したがって、膜分離メタン発酵処理においては、メタン発酵処理効率を適切に維持しつつ、膜分離における処理効率の急速な低下を抑制することが求められる。
【0007】
特許文献1には、膜分離メタン発酵処理において、SS濃度を嫌気性微生物濃度に相当するものとみなし、メタン発酵槽におけるSS濃度を所定値に維持することで、メタン発酵槽におけるメタン発酵処理効率を適切な維持を図ることが記載されている。
一方、特許文献1には、SS濃度の検出手段については特に記載されていないが、SS濃度についてはSS濃度計(汚泥濃度計)等の計器を用いて測定を行うことが一般的である。しかし、SS濃度を測定する計器は、測定可能な濃度範囲が限定されることや、測定精度に課題がある等、SS濃度を迅速かつ正確に把握することが困難である。したがって、膜分離メタン発酵処理におけるSS濃度を直接測定し、その値を用いて安定した処理を行うことは困難である。
また、特許文献1には、SS濃度を所定値に維持することによる膜分離への影響については何ら記載されていない。
【0008】
また、生物処理と膜分離を組み合わせた処理においては、SS濃度を直接測定するのではなく、生物処理槽で生じた処理液の粘度を測定し、この粘度が所定値となるように、生物処理槽から固体分(汚泥)を引き抜くことで、生物処理及び膜分離の効率化を図ることも行われている。
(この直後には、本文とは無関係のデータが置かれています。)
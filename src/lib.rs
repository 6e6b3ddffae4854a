//! # spanline
//!
//! An anti-aliased polygon and line rasterizer: vector outlines (filled
//! polygons with winding/even-odd rules) and stroked line segments of
//! arbitrary width become per-pixel coverage spans, handed to a consumer
//! callback for compositing.
//!
//! The crate ends at the span boundary. Producing outlines and blending
//! spans into a framebuffer are the caller's job.
//!
//! ## Architecture
//!
//! Rasterization is a three-stage pipeline:
//!
//! 1. **Input** — an [`outline::Outline`] of tagged vertices (line and cubic
//!    Bezier segments grouped into implicitly closed contours), or a raw
//!    segment plus a stroke width
//! 2. **Scan conversion** — curves are flattened ([`curve`]), edges are
//!    direction-normalized, clipped, and swept into spans
//!    ([`scan_converter`]); stroked segments take an exact analytic path
//!    instead ([`rasterizer`])
//! 3. **Output** — spans are batched ([`span::SpanBuffer`]) and flushed to a
//!    [`span::SpanConsumer`]
//!
//! All interior geometry is 16.16 fixed point ([`fixed::Fixed`]); outline
//! vertices cross into the converter on a 26.6 subpixel grid. Floating
//! point appears only at the public API boundary, so output is identical
//! across platforms.
//!
//! ## Example
//!
//! ```
//! use spanline::basics::{FillingRule, RectI};
//! use spanline::outline::Outline;
//! use spanline::rasterizer::Rasterizer;
//! use spanline::span::Span;
//!
//! let mut outline = Outline::new();
//! outline.move_to(0.0, 0.0);
//! outline.line_to(10.0, 0.0);
//! outline.line_to(0.0, 10.0);
//!
//! let mut rasterizer = Rasterizer::new();
//! rasterizer.clip_rect(RectI::new(0, 0, 63, 63));
//!
//! let mut spans: Vec<Span> = Vec::new();
//! let mut consumer = |batch: &[Span]| spans.extend_from_slice(batch);
//! rasterizer.rasterize(&outline, FillingRule::NonZero, &mut consumer);
//!
//! assert_eq!(spans.len(), 10);
//! ```

pub mod basics;
pub mod curve;
pub mod fixed;
pub mod outline;
pub mod rasterizer;
pub mod scan_converter;
pub mod span;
しかし、処理液の粘度についても、処理システムの中で迅速かつ正確に測定を行い、その値を取得することは困難である。
【0009】
そして、膜分離メタン発酵処理における処理工程全体を安定かつ効率よく進行させるため、上述したSS濃度や処理液の粘度に係る値だけでは、実際に稼働している処理システムの運転状況を把握することは困難である。すなわち、処理システムの一部でSS濃度や処理液の粘度に係る値を求めることだけでは、処理システム全体の運転状況を把握するために必要十分なパラメータを取得しているとは必ずしもいえないため、処理システムを安定かつ効率よく運転させることについては課題がある。しかし、処理システム全体に対して、複数のSS濃度計や粘度計を設けることはコストアップにつながるとともに、それぞれの計器で得られるデータを比較するためには、各計器の精度や測定条件を鑑みた補正演算処理等が必要になってくるため、処理システムが複雑化するという問題が生じる。
【0010】
したがって、膜分離メタン発酵処理においては、メタン発酵槽内のSS濃度や処理液の粘度に係る値を測定することによらず、処理システムの運転状況に係る実態を簡便に把握し、かつ、把握した実態に応じて適切な対応を行うことで、膜分離メタン発酵処理に係る処理システム全体としての処理を円滑に進行させることが求められている。
【0011】
本発明の課題は、有機物質を含有する処理対象物の処理において、メタン発酵処理及び膜分離を行う処理システムの運転状況に係る実態を簡便に把握するとともに、処理システム全体としての処理を安定かつ効率よく進行することが可能な処理システム、及び、この処理システムを用いた処理方法を提供することである。
【課題を解決するための手段】
【0012】
本発明者は、上記課題について鋭意検討した結果、メタン発酵処理と膜分離を行う処理システムにおける運転状況を把握するための手段として、膜分離に用いる膜モジュールの閉塞状態を検知する手段を設け、この検知手段が処理液の物性を直接測定するものではなく、処理システムのプロセスに係るパラメータを監視する手段を含むものとすることで、処理システムの運転状況に係る実態を容易に把握することが可能となる。また、膜モジュールの閉塞状態に係る検知結果に基づき、メタン発酵処理におけるメタン菌等の微生物濃度を維持するための手段を設けることで、メタン発酵処理効率を適切に維持しつつ、膜分離における処理効率の急速な低下を抑制することができ、膜分離メタン発酵に係る処理システム全体としての処理を安定かつ効率よく進行することが可能となることを見出して本発明を完成させた。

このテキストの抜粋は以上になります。